We can sample from the two conditionals \(f_{X|Y}\) and \(f_{Y|X}\) using standard normal sampling methods such as the Box-Muller transform.

Gibbs Algorithm for Bivariate Normal Distribution
  1. Start with some initial values \(X_0\) and \(Y_0\).
  2. For \(i = 1, 2, \ldots, N\):
    1. Sample \(X_i \sim \mathcal{N}(\rho Y_{i-1}, 1 - \rho^2)\).
    2. Sample \(Y_i \sim \mathcal{N}(\rho X_i, 1 - \rho^2)\).
  3. Return the sequence \((X_0, Y_0), (X_1, Y_1), \ldots, (X_N, Y_N)\).

11.3 Markov Chain

The Gibbs sampling algorithm generates a Markov Chain whose state space is the product space of the state spaces of the individual variables \(\Omega = \Omega_X \times \Omega_Y\). In the above examples, the state space is \([0, D_1] \times [0, D_2]\) for the exponential distribution and \(\mathbb{R}^2\) for the bivariate normal distribution.

The transition matrix of the Markov Chain in the discrete case is given by:

\[ P \left( \begin{bmatrix} x \\ y \end{bmatrix}, \begin{bmatrix} x' \\ y' \end{bmatrix} \right) = \mathbb{P}(X_{i+1} = x' \mid Y_i = y) \mathbb{P}(Y_{i+1} = y' \mid X_{i+1} = x'). \]

In the continuous case, the transition kernel is given by:

\[ K \left( \begin{bmatrix} x \\ y \end{bmatrix}, \begin{bmatrix} x' \\ y' \end{bmatrix} \right) = f_{X|Y}(x' \mid y) f_{Y|X}(y' \mid x'). \]

Important Detail

Note that in the transition kernel, we condition \(Y_{i+1}\) on the newly sampled value \(X_{i+1} = x'\), not on the previous value \(X_i = x\). This reflects the sequential nature of the Gibbs sampler.

Theorem 11.1 (Theorem: Gibbs Chain Stationarity) The Gibbs sampling algorithm generates a Markov Chain with the transition kernel \(K\) as described above. The joint distribution \(f_{X, Y}\) is a stationary distribution of the Markov Chain. Hence, if the Markov Chain converges to the stationary distribution, the samples generated by the Gibbs algorithm will be distributed according to \(f_{X, Y}\).

Proof. For simplicity, we assume \(f\) represents a discrete distribution, though the proof extends naturally to the continuous case.

We establish stationarity by verifying detailed balance for each component of the Gibbs sampler separately.

Part I: Detailed Balance for the Odd Step (Update \(X\))

The odd step updates only the \(X\) component, keeping \(Y\) fixed. The transition probabilities are: \[P_{\text{odd}}[(x',y') , (x,y)] = \begin{cases} f_{X|Y}(x \mid y') & \text{if } y' = y \\ 0 & \text{if } y' \neq y \end{cases}\]

For states with \(y' = y\), we verify: \[f_{X,Y}(x',y) \cdot f_{X|Y}(x \mid y) = f_{X,Y}(x,y) \cdot f_{X|Y}(x' \mid y)\]

Using \(f_{X,Y}(a,b) = f_{X|Y}(a \mid b) f_Y(b)\): \[\begin{align} \text{LHS} &= f_{X|Y}(x' \mid y) \cdot f_Y(y) \cdot f_{X|Y}(x \mid y) \\ \text{RHS} &= f_{X|Y}(x \mid y) \cdot f_Y(y) \cdot f_{X|Y}(x' \mid y) \end{align}\]

Clearly, LHS = RHS. For states with \(y' \neq y\), both sides equal zero since the transition probability is zero.

Part II: Detailed Balance for the Even Step (Update \(Y\))

The even step updates only the \(Y\) component, keeping \(X\) fixed. The transition probabilities are: \[P_{\text{even}}[(x',y') , (x,y)] = \begin{cases} f_{Y|X}(y \mid x') & \text{if } x' = x \\ 0 & \text{if } x' \neq x \end{cases}\]
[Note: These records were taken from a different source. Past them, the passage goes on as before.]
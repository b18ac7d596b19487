//! Shared connection state.
//!
//! `connected`, `last_connected` and the registry are composed together by
//! `connect`, so all of them sit behind one mutex rather than per-field
//! locks. The guard is never held across an `.await`; helpers that lock
//! internally must only be called with the guard released.

use std::sync::{Arc, Mutex};

use crate::callbacks::CallbackQueue;
use crate::commands::Response;
use crate::device::{DeviceId, PeripheralDevice};
use crate::gates::Gates;
use crate::registry::DeviceRegistry;

/// Lifecycle of the single managed connection.
#[derive(Debug, Clone, PartialEq, Eq)]
pub enum LinkPhase {
    Idle,
    Scanning,
    Connecting(DeviceId),
    Connected(DeviceId),
    Disconnecting,
}

pub(crate) type ScanCallback = Arc<dyn Fn(Vec<PeripheralDevice>) + Send + Sync>;
pub(crate) type ReadCallback = Arc<dyn Fn(PeripheralDevice, Response, bool) + Send + Sync>;
pub(crate) type WriteCallback = Arc<dyn Fn(PeripheralDevice, bool) + Send + Sync>;
pub(crate) type ConnectionObserver = Arc<dyn Fn(bool, bool) + Send + Sync>;

/// Returned by observer registration; pass back to deregister.
#[derive(Debug, Clone, Copy, PartialEq, Eq)]
pub struct ObserverHandle(pub(crate) u64);

pub(crate) struct Shared {
    pub inner: Mutex<Inner>,
    pub gates: Gates,
    pub callbacks: CallbackQueue,
}

pub(crate) struct Inner {
    pub phase: LinkPhase,
    pub registry: DeviceRegistry,
    pub connected: Option<PeripheralDevice>,
    /// Survives disconnects; the reconnect target.
    pub last_connected: Option<PeripheralDevice>,
    pub scan_prefixes: Vec<String>,
    pub scan_callback: Option<ScanCallback>,
    /// A scan was requested while the radio was off; re-issued on power-on.
    pub scan_pending: bool,
    /// Name prefix a running scan-and-connect is waiting to see.
    pub pending_match: Option<String>,
    /// The first device that satisfied `pending_match`.
    pub matched: Option<PeripheralDevice>,
    /// Single read/notify result slot; a new registration replaces it.
    pub read_callback: Option<ReadCallback>,
    /// Single write result slot; a new registration replaces it.
    pub write_callback: Option<WriteCallback>,
    /// Set when the driver reported a discovery failure for the current
    /// cascade phase.
    pub discovery_error: bool,
    pub observers: Vec<(u64, ConnectionObserver)>,
    pub next_observer: u64,
}

impl Shared {
    pub fn new(callbacks: CallbackQueue) -> Arc<Self> {
        Arc::new(Self {
            inner: Mutex::new(Inner {
                phase: LinkPhase::Idle,
                registry: DeviceRegistry::new(),
                connected: None,
                last_connected: None,
                scan_prefixes: Vec::new(),
                scan_callback: None,
                scan_pending: false,
                pending_match: None,
                matched: None,
                read_callback: None,
                write_callback: None,
                discovery_error: false,
                observers: Vec::new(),
                next_observer: 0,
            }),
            gates: Gates::default(),
            callbacks,
        })
    }

    /// Posts `(connected, was_connected)` to every observer when the
    /// connected flag genuinely changed. Locks `inner`; the caller must not
    /// hold the guard.
    pub fn notify_observers(&self, was_connected: bool, connected: bool) {
        if was_connected == connected {
            return;
        }
        let observers: Vec<ConnectionObserver> = self
            .inner
            .lock()
            .unwrap()
            .observers
            .iter()
            .map(|(_, observer)| observer.clone())
            .collect();
        for observer in observers {
            self.callbacks
                .post(move || observer(connected, was_connected));
        }
    }
}
impl BluetoothManager {
    /// Builds the coordinator and spawns its dispatcher and callback-queue
    /// tasks on the current tokio runtime. `events` is the receiving half of
    /// the driver's event channel.
    pub fn new(driver: Arc<dyn RadioDriver>, events: DriverEventReceiver) -> Self {
        let shared = Shared::new(CallbackQueue::spawn());
        dispatcher::spawn(shared.clone(), driver.clone(), events);
        Self { shared, driver }
    }

    /// Starts a scan session.
    ///
    /// `prefixes`, when non-empty, admits only named devices whose name
    /// contains one of the entries (case-sensitive). Every discovery that
    /// visibly changes the registry re-invokes `on_result` with the full
    /// sorted device list (a latest snapshot, not a delta).
    ///
    /// With the radio off, the request is retained and issued automatically
    /// on power-on; `NotReady` is still returned so the caller knows nothing
    /// is running yet.
    pub async fn scan(
        &self,
        prefixes: Vec<String>,
        on_result: impl Fn(Vec<PeripheralDevice>) + Send + Sync + 'static,
    ) -> Result<(), Error> {
        {
            let mut inner = self.shared.inner.lock().unwrap();
            if inner.phase == LinkPhase::Scanning {
                return Err(Error::NotReady("scan already running"));
            }
            inner.registry.reset();
            inner.scan_prefixes = prefixes;
            inner.scan_callback = Some(Arc::new(on_result));
            if self.driver.power_state() != PowerState::PoweredOn {
                info!("radio not powered, scan deferred until power-on");
                inner.scan_pending = true;
                return Err(Error::NotReady("radio is not powered on"));
            }
            inner.phase = LinkPhase::Scanning;
        }

        info!("starting device scan");
        if let Err(e) = self.driver.start_scan(&[]).await {
            let mut inner = self.shared.inner.lock().unwrap();
            if inner.phase == LinkPhase::Scanning {
                inner.phase = LinkPhase::Idle;
            }
            return Err(e.into());
        }
        Ok(())
    }

    /// Stops the current scan session, if any.
    pub async fn stop_scan(&self) -> Result<(), Error> {
        {
            let mut inner = self.shared.inner.lock().unwrap();
            inner.scan_pending = false;
            if inner.phase == LinkPhase::Scanning {
                inner.phase = LinkPhase::Idle;
            }
        }
        debug!("stopping device scan");
        self.driver.stop_scan().await?;
        Ok(())
    }

    /// Connects to a discovered device and runs the discovery cascade.
    ///
    /// Returns `true` only if the link came up within `timeout` AND service
    /// and characteristic enumeration completed within their per-phase
    /// bounds. On a connect timeout, no connection state is mutated.
    pub async fn connect(&self, device: &PeripheralDevice, timeout: Duration) -> bool {
        if !device.has_driver_handle() {
            warn!("connect refused: no driver handle for {}", device.id());
            return false;
        }
        let id = device.id().clone();
        {
            let mut inner = self.shared.inner.lock().unwrap();
            if matches!(
                inner.phase,
                LinkPhase::Connecting(_) | LinkPhase::Connected(_) | LinkPhase::Disconnecting
            ) {
                warn!("connect refused: another connection is in progress");
                return false;
            }
            inner.phase = LinkPhase::Connecting(id.clone());
        }

        let gate = self.shared.gates.arm(GateKind::Connecting);
        info!("connecting to {id}");
        if let Err(e) = self.driver.connect(&id).await {
            error!("connect request failed: {e:#}");
            self.clear_connecting_phase(&id);
            return false;
        }

        match gate.wait(timeout).await {
            WaitOutcome::TimedOut => {
                warn!("connect to {id} timed out");
                self.clear_connecting_phase(&id);
                false
            }
            WaitOutcome::Signaled => {
                {
                    let mut inner = self.shared.inner.lock().unwrap();
                    match inner.connected.clone() {
                        Some(connected) => inner.last_connected = Some(connected),
                        None => {
                            // The link dropped between the signal and now.
                            inner.phase = LinkPhase::Idle;
                            return false;
                        }
                    }
                }
                info!("connection established, discovering services...");
                self.run_discovery_cascade(&id).await
            }
        }
    }

    /// Enumerates services and, per service, characteristics on the
    /// currently connected device. Runs automatically after `connect`;
    /// public for re-discovery after a reconnect.
    pub async fn discover_services_and_characteristics(&self) -> bool {
        let id = {
            let inner = self.shared.inner.lock().unwrap();
            inner.connected.as_ref().map(|d| d.id().clone())
        };
        match id {
            Some(id) => self.run_discovery_cascade(&id).await,
            None => {
                warn!("discovery requested with no device connected");
                false
            }
        }
    }

    /// Sequential service-then-characteristic enumeration. One gate exists
    /// per phase kind and the driver result is scoped per service, so the
    /// per-service loop re-arms the same gate each iteration. On a phase
    /// timeout or driver-reported failure the link is torn down rather than
    /// left connected but unusable.
    async fn run_discovery_cascade(&self, id: &DeviceId) -> bool {
        self.shared.inner.lock().unwrap().discovery_error = false;

        let gate = self.shared.gates.arm(GateKind::ServiceDiscovery);
        if let Err(e) = self.driver.discover_services(id).await {
            error!("service discovery request failed: {e:#}");
            self.abort_connection(id).await;
            return false;
        }
        if gate.wait(DISCOVERY_PHASE_TIMEOUT).await == WaitOutcome::TimedOut {
            warn!("service discovery timed out for {id}");
            self.abort_connection(id).await;
            return false;
        }

        let services = {
            let inner = self.shared.inner.lock().unwrap();
            if inner.discovery_error {
                None
            } else {
                inner
                    .connected
                    .as_ref()
                    .filter(|d| d.id() == id)
                    .map(|d| d.services.clone())
            }
        };
        let Some(services) = services else {
            self.abort_connection(id).await;
            return false;
        };

        for service in services {
            let gate = self.shared.gates.arm(GateKind::CharacteristicDiscovery);
            if let Err(e) = self.driver.discover_characteristics(id, service).await {
                error!("characteristic discovery request failed: {e:#}");
                self.abort_connection(id).await;
                return false;
            }
            if gate.wait(DISCOVERY_PHASE_TIMEOUT).await == WaitOutcome::TimedOut {
                warn!("characteristic discovery timed out for service {service} on {id}");
                self.abort_connection(id).await;
                return false;
            }
            if self.shared.inner.lock().unwrap().discovery_error {
                self.abort_connection(id).await;
                return false;
            }
        }

        let summary = {
            let inner = self.shared.inner.lock().unwrap();
            inner
                .connected
                .as_ref()
                .map(|d| (d.services.len(), d.characteristics.len()))
        };
        match summary {
            Some((services, characteristics)) => {
                info!("discovery complete: {services} services, {characteristics} characteristics");
                true
            }
            None => false,
        }
    }

    /// Scans for the first device whose name contains `prefix` and connects
    /// to it, off the caller's task. `callback` fires exactly once with the
    /// connected device, or with `None` when no match appeared within
    /// `timeout` or the connect failed.
    pub fn scan_and_connect(
        &self,
        prefix: impl Into<String>,
        timeout: Duration,
        callback: impl FnOnce(Option<PeripheralDevice>) + Send + 'static,
    ) {
        let this = self.clone();
        let prefix = prefix.into();
        tokio::spawn(async move {
            let gate = this.shared.gates.arm(GateKind::ScanAndConnect);
            {
                let mut inner = this.shared.inner.lock().unwrap();
                inner.pending_match = Some(prefix.clone());
                inner.matched = None;
            }
            if let Err(e) = this.scan(vec![prefix.clone()], |_| {}).await {
                // A deferred scan may still start within the deadline.
                debug!("scan-and-connect: scan not started immediately: {e}");
            }

            let result = match gate.wait(timeout).await {
                WaitOutcome::TimedOut => {
                    info!("scan-and-connect: no device matching {prefix:?} within deadline");
                    this.shared.inner.lock().unwrap().pending_match = None;
                    if let Err(e) = this.stop_scan().await {
                        warn!("scan-and-connect: failed to stop scan: {e}");
                    }
                    None
                }
                WaitOutcome::Signaled => {
                    let matched = this.shared.inner.lock().unwrap().matched.take();
                    if let Err(e) = this.stop_scan().await {
                        warn!("scan-and-connect: failed to stop scan: {e}");
                    }
                    match matched {
                        Some(device) => {
                            if this.connect(&device, timeout).await {
                                // Hand back the live record, with its
                                // discovered services and characteristics.
                                this.connected_device()
                            } else {
                                None
                            }
                        }
                        None => None,
                    }
                }
            };
            this.shared.callbacks.post(move || callback(result));
        });
    }

    /// Reconnects to the last successfully connected device by scanning for
    /// its name. `callback(false)` fires immediately when there is no such
    /// device (or it was unnamed).
    pub fn reconnect(&self, timeout: Duration, callback: impl FnOnce(bool) + Send + 'static) {
        let name = {
            let inner = self.shared.inner.lock().unwrap();
            inner.last_connected.as_ref().and_then(|d| d.name.clone())
        };
        match name {
            None => {
                info!("reconnect requested with no previous device");
                self.shared.callbacks.post(move || callback(false));
            }
            Some(name) => {
                info!("reconnecting to {name:?}");
                self.scan_and_connect(name, timeout, move |device| callback(device.is_some()));
            }
        }
    }

    /// Requests a disconnect. No-op without a connected device. The state
    /// transition to idle happens when the driver reports the disconnect,
    /// not inside this call.
    pub async fn disconnect(&self) {
        let id = {
            let mut inner = self.shared.inner.lock().unwrap();
            match inner.connected.as_ref() {
                None => {
                    debug!("disconnect requested with no device connected");
                    return;
                }
                Some(device) => {
                    let id = device.id().clone();
                    inner.phase = LinkPhase::Disconnecting;
                    id
                }
            }
        };
        info!("disconnecting from {id}");
        if let Err(e) = self.driver.cancel_connection(&id).await {
            error!("disconnect request failed: {e:#}");
        }
    }

    /// Registers a connection observer. It is invoked once, scheduled
    /// immediately, with `(connected, connected)` for the current state, and
    /// then once per genuine connected/disconnected transition with
    /// `(connected, was_connected)`.
    pub fn register_connection_observer(
        &self,
        on_change: impl Fn(bool, bool) + Send + Sync + 'static,
    ) -> ObserverHandle {
        let observer: ConnectionObserver = Arc::new(on_change);
        let (handle, connected) = {
            let mut inner = self.shared.inner.lock().unwrap();
            let handle = ObserverHandle(inner.next_observer);
            inner.next_observer += 1;
            inner.observers.push((handle.0, observer.clone()));
            (handle, inner.connected.is_some())
        };
        self.shared
            .callbacks
            .post(move || observer(connected, connected));
        handle
    }

    pub fn remove_connection_observer(&self, handle: ObserverHandle) {
        let mut inner = self.shared.inner.lock().unwrap();
        inner.observers.retain(|(id, _)| *id != handle.0);
    }

    pub fn is_connected(&self) -> bool {
        self.shared.inner.lock().unwrap().connected.is_some()
    }

    /// Current position in the connection lifecycle.
    pub fn phase(&self) -> LinkPhase {
        self.shared.inner.lock().unwrap().phase.clone()
    }

    /// Snapshot of the currently connected device, if any.
    pub fn connected_device(&self) -> Option<PeripheralDevice> {
        self.shared.inner.lock().unwrap().connected.clone()
    }

    /// The device of the last successful connection; survives disconnects.
    pub fn last_connected_device(&self) -> Option<PeripheralDevice> {
        self.shared.inner.lock().unwrap().last_connected.clone()
    }

    /// Snapshot of the current scan session's registry.
    pub fn discovered_devices(&self) -> Vec<PeripheralDevice> {
        self.shared.inner.lock().unwrap().registry.snapshot()
    }

    fn clear_connecting_phase(&self, id: &DeviceId) {
        let mut inner = self.shared.inner.lock().unwrap();
        if inner.phase == LinkPhase::Connecting(id.clone()) {
            inner.phase = LinkPhase::Idle;
        }
    }

    /// Tears down a link the cascade left unusable.
    async fn abort_connection(&self, id: &DeviceId) {
        warn!("aborting connection to {id}");
        self.shared.inner.lock().unwrap().phase = LinkPhase::Disconnecting;
        if let Err(e) = self.driver.cancel_connection(id).await {
            error!("failed to abort connection: {e:#}");
            // Force the state down; the driver gave us nothing to wait for.
            let was_connected = {
                let mut inner = self.shared.inner.lock().unwrap();
                let was = inner.connected.is_some();
                inner.connected = None;
                inner.phase = LinkPhase::Idle;
                was
            };
            self.shared.notify_observers(was_connected, false);
        }
    }
}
For states with \(x' = x\), we verify: \[f_{X,Y}(x,y') \cdot f_{Y|X}(y \mid x) = f_{X,Y}(x,y) \cdot f_{Y|X}(y' \mid x)\]

Using \(f_{X,Y}(a,b) = f_{Y|X}(b \mid a) f_X(a)\): \[\begin{align} \text{LHS} &= f_{Y|X}(y' \mid x) \cdot f_X(x) \cdot f_{Y|X}(y \mid x) \\ \text{RHS} &= f_{Y|X}(y \mid x) \cdot f_X(x) \cdot f_{Y|X}(y' \mid x) \end{align}\]

Again, LHS = RHS. For states with \(x' \neq x\), both sides equal zero.

Conclusion

Since both \(P_{\text{odd}}\) and \(P_{\text{even}}\) satisfy detailed balance with \(f_{X,Y}\), and the complete Gibbs transition is \(P = P_{\text{even}} P_{\text{odd}}\), the distribution \(f_{X,Y}\) is stationary under the full Gibbs sampler.

11.4 Concluding Remarks

We have introduced the Gibbs sampling algorithm as a powerful MCMC method for sampling from joint distributions when the conditional distributions are known and easy to sample from. The key insights from our analysis are:

  1. Algorithmic Simplicity: Gibbs sampling reduces the complex problem of sampling from a joint distribution to the simpler task of iteratively sampling from conditional distributions.

  2. Theoretical Foundation: We proved that the joint distribution \(f_{X,Y}\) is a stationary distribution of the Markov Chain generated by the Gibbs sampler, ensuring that our samples will asymptotically follow the target distribution.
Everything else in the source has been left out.